“Rule, Britannia! Britannia, rule the waves;
Britons never shall be slaves.”
(…) “Quando se confundem miragens soberanistas, impérios
imaginários e poderes que não existem num projecto transnacional como o
europeu, talvez esse destino seja irreversível.” (Manuel Carvalho)
O trecho em Inglês foi escolhido pelo OVOODOCORVO e é parte
do ‘Rule, Britannia!’
O Referendo ilustra as possíveis perigosas e caóticas
consequências quando a Política é deixada à Democracia Directa, numa época de
opiniões em turbilhão na Internet e incapacidade ou incompetência da classe
política, refém do ‘bafo quente no pescoço’ do Populismo, e crescente Nacionalismo.
Para além do impasse e do turbilhão erosivo do Brexit, a
sombra dos efeitos nos resultados das eleições
Europeias, espreita …
OVOODOCORVO
God Save UK
O Reino Unido entra numa das suas épocas mais sombrias.
Manuel Caravalho
15 de Janeiro de 2019, 22:00
Esperava-se que a primeira-ministra britânica, Theresa May,
sofresse esta terça-feira uma derrota na votação do acordo para a saída da
União Europeia pelo qual se bateu com uma obstinação notável. Mas não se
esperava que essa derrota fosse tão grande, tão profunda e tão dramática – foi
a maior derrota de um primeiro-ministro em Westminster da história recente.

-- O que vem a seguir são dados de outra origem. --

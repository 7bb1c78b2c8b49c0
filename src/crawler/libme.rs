//! Parser for the LibMe family of sites (ranobelib and siblings).

use std::sync::{Arc, LazyLock};

use async_trait::async_trait;
use scraper::{ElementRef, Html, Selector};
use tokio_util::sync::CancellationToken;
use url::Url;

use super::payload::RawNovelInfo;
use super::{ChapterProcessor, HttpFetcher, ImageDownloader, NovelParser, PageFetcher, build_catalog, script};
use crate::config::Settings;
use crate::error::{Error, Result};
use crate::models::{ImageInfo, Novel};
use crate::progress::ProgressReporter;
use crate::utils::ChapterSelection;

const AUTHOR_LABEL: &str = "Автор";
const UNKNOWN_AUTHOR: &str = "(Неизвестно)";
const NO_DESCRIPTION: &str = "(Нет описания)";

static INFO_ITEM: LazyLock<Selector> =
    LazyLock::new(|| Selector::parse("div.media-info-list__item").expect("valid info selector"));
static DESCRIPTION: LazyLock<Selector> =
    LazyLock::new(|| Selector::parse(".media-description__text").expect("valid description selector"));
static COVER_FALLBACKS: LazyLock<Vec<Selector>> = LazyLock::new(|| {
    ["img.media-header__cover", "div.media-sidebar__cover.paper > img"]
        .iter()
        .map(|s| Selector::parse(s).expect("valid cover selector"))
        .collect()
});

#[derive(Debug, Clone, Copy, PartialEq, Eq)]
pub struct LibMeSite {
    pub domain: &'static str,
    pub name: &'static str,
}

impl LibMeSite {
    pub const RANOBELIB: LibMeSite = LibMeSite {
        domain: "ranobelib.me",
        name: "RanobeLib",
    };
}

/// Everything read from the novel page, owned so no parsed DOM outlives the call.
struct ScrapedPage {
    info: RawNovelInfo,
    author: String,
    description: String,
    cover_url: String,
}

pub struct LibMeParser {
    site: LibMeSite,
    fetcher: Arc<dyn PageFetcher>,
    downloader: ImageDownloader,
    processor: ChapterProcessor,
    reporter: Arc<dyn ProgressReporter>,
}

impl LibMeParser {
    pub fn new(
        site: LibMeSite,
        fetcher: Arc<dyn PageFetcher>,
        settings: &Settings,
        reporter: Arc<dyn ProgressReporter>,
    ) -> Self {
        Self {
            site,
            downloader: ImageDownloader::new(fetcher.clone()),
            processor: ChapterProcessor::new(fetcher.clone(), settings.fan_out, settings.request_delay()),
            fetcher,
            reporter,
        }
    }

    pub fn ranobelib(settings: &Settings, reporter: Arc<dyn ProgressReporter>) -> Result<Self> {
        let fetcher = Arc::new(HttpFetcher::new(settings)?);
        Ok(Self::new(LibMeSite::RANOBELIB, fetcher, settings, reporter))
    }

    /// Slug of the novel in a URL on this site.
    fn slug(&self, url: &str) -> Option<String> {
        let url = Url::parse(url.trim()).ok()?;
        let host = url.host_str()?;
        if host != self.site.domain && host.strip_prefix("www.") != Some(self.site.domain) {
            return None;
        }
        url.path_segments()?
            .find(|segment| !segment.is_empty())
            .map(str::to_string)
    }

    fn scrape_page(&self, page: &str, page_url: &str) -> Result<Option<ScrapedPage>> {
        let document = Html::parse_document(page);
        let Some(info) = script::extract_novel_info(&document)? else {
            return Ok(None);
        };

        let cover_url = cover_url(&document, &info.manga.name)
            .map(|src| Url::parse(page_url).and_then(|base| base.join(&src)).map(String::from).unwrap_or(src))
            .unwrap_or_default();

        Ok(Some(ScrapedPage {
            author: novel_author(&document),
            description: novel_description(&document),
            cover_url,
            info,
        }))
    }
}

#[async_trait]
impl NovelParser for LibMeParser {
    fn site_name(&self) -> &str {
        self.site.name
    }

    fn validate_url(&self, url: &str) -> bool {
        self.slug(url).is_some()
    }

    fn prepare_url(&self, url: &str) -> String {
        match self.slug(url) {
            Some(slug) => format!("https://{}/{}", self.site.domain, slug),
            None => url.trim().to_string(),
        }
    }

    async fn parse_common_info(&self, novel: &mut Novel, token: &CancellationToken) -> Result<()> {
        self.reporter.report(0, 0, "loading novel info");
        tokio::fs::create_dir_all(&novel.download_root).await?;

        if novel.url.is_empty() {
            return Ok(());
        }

        let page = self.fetcher.fetch_text(&novel.url, token).await?;
        if page.is_empty() {
            tracing::warn!(url = %novel.url, "novel page unavailable");
            return Ok(());
        }
        let Some(scraped) = self.scrape_page(&page, &novel.url)? else {
            tracing::warn!(url = %novel.url, "no novel data on page");
            return Ok(());
        };

        let mut fresh = Novel::new(novel.url.clone(), novel.download_root.clone());
        fresh.name = scraped.info.manga.display_name().to_string();
        fresh.author = scraped.author;
        fresh.description = scraped.description;

        fresh.chapters_by_branch = build_catalog(
            &scraped.info.chapters.list,
            &scraped.info.chapters.branches,
            &scraped.info.manga.slug,
            self.site.domain,
        )?;

        if !novel.has_cover_on_disk() {
            let cover = match &novel.cover {
                Some(cover) if !cover.url.is_empty() => cover.clone(),
                _ => ImageInfo::cover_in(&novel.download_root, &scraped.cover_url),
            };
            self.downloader.download_cover(&cover, token).await?;
            fresh.cover = Some(cover);
        }

        tracing::info!(
            name = %fresh.name,
            branches = fresh.chapters_by_branch.len(),
            chapters = fresh.chapter_count(),
            "novel info parsed"
        );
        novel.merge(fresh);
        self.reporter.report(1, 1, "novel info loaded");
        Ok(())
    }

    async fn load_chapters(
        &self,
        novel: &mut Novel,
        branch: &str,
        selection: &ChapterSelection,
        include_images: bool,
        token: &CancellationToken,
    ) -> Result<usize> {
        let chapters = novel
            .branch_mut(branch)
            .ok_or_else(|| Error::parse("branch", format!("novel has no branch `{branch}`")))?;
        self.processor
            .fetch_and_process_chapters(chapters, selection, include_images, token, self.reporter.as_ref())
            .await
    }
}

fn element_text(element: ElementRef<'_>) -> String {
    element.text().collect::<String>().trim().to_string()
}

fn novel_author(document: &Html) -> String {
    document
        .select(&INFO_ITEM)
        .find_map(|item| {
            let mut children = item.child_elements();
            let label = children.next()?;
            if element_text(label).to_lowercase() != AUTHOR_LABEL.to_lowercase() {
                return None;
            }
            let value = children.next()?.child_elements().next()?;
            Some(element_text(value))
        })
        .filter(|author| !author.is_empty())
        .unwrap_or_else(|| UNKNOWN_AUTHOR.to_string())
}

fn novel_description(document: &Html) -> String {
    document
        .select(&DESCRIPTION)
        .next()
        .map(element_text)
        .filter(|text| !text.is_empty())
        .unwrap_or_else(|| NO_DESCRIPTION.to_string())
}

fn cover_url(document: &Html, title: &str) -> Option<String> {
    let by_title = Selector::parse(&format!(r#"img[alt="{}"]"#, title.replace('"', "\\\""))).ok();
    by_title
        .iter()
        .chain(COVER_FALLBACKS.iter())
        .find_map(|selector| document.select(selector).next())
        .and_then(|img| img.value().attr("src"))
        .map(str::to_string)
}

Aconteça o que acontecer a seguir, os termos do acordo arduamente negociados
com Bruxelas estão enterrados. Vai ser preciso começar tudo de novo e é difícil
acreditar que as clivagens esta terça-feira reveladas pelo Parlamento britânico
permitam uma negociação aceitável pelos 27. O “Brexit” dificilmente poderá ser
suave depois do que aconteceu. Os piores pesadelos para o futuro do Continente,
Ilhas Britânicas incluídas, tornaram-se ainda mais reais.
O pessimismo sobre o futuro próximo tem como principal
alicerce tudo o que aconteceu no passado recente. Cumprir o espírito do
“Brexit”, em que o instinto soberanista e vagamente nacionalista do
isolacionismo britânico dominou, e ao mesmo tempo evitar rupturas nos alicerces
da relação que o Reino Unido construiu nas últimas cinco décadas com o
Continente era por si só uma missão impossível. O acordo que Theresa May
apresentou a votos era uma quadratura do círculo, uma tentativa desesperada de
vender os anéis para salvar os dedos. Os interesses económicos e os fantasmas
da violência na Irlanda do Norte impunham uma negociação que evitasse o
regresso de uma fronteira física. E para que isso acontecesse sem a criação de
uma alfândega imaginária no Mar da Irlanda, todo o país teria de seguir o
acordo sobre a preservação de uma união aduaneira. O acordo de May era uma
clara submissão ao pragmatismo da realpolitik. Mas era também um óbvio curativo
nas feridas do referendo de 2016.
Na barafunda que embrulha coragem, irresponsabilidade e
cinismo (capítulo no qual Jeremy Corbyn, que aproveitou o desastre para
censurar Theresa May, é imbatível), o Reino Unido vai querer agora impor a sua
vontade ao resto da Europa. Uma missão na qual está condenado a perder.
Resta-lhe o pior dos pesadelos: uma saída não negociada. Para um país habituado
às liberdades de circulação e à normalização europeias, o cenário que se
anuncia é um “desastre”, como reconhece o secretário da Economia. Quando se confundem
miragens soberanistas, impérios imaginários e poderes que não existem num
projecto transnacional como o europeu, talvez esse destino seja irreversível. O
Reino Unido entra numa das suas épocas mais sombrias. Como escrevemos na nossa
capa da edição impressa de quarta-feira, por imitação do mote do hino nacional
britânico, God Save UK (Deus salve o Reino Unido).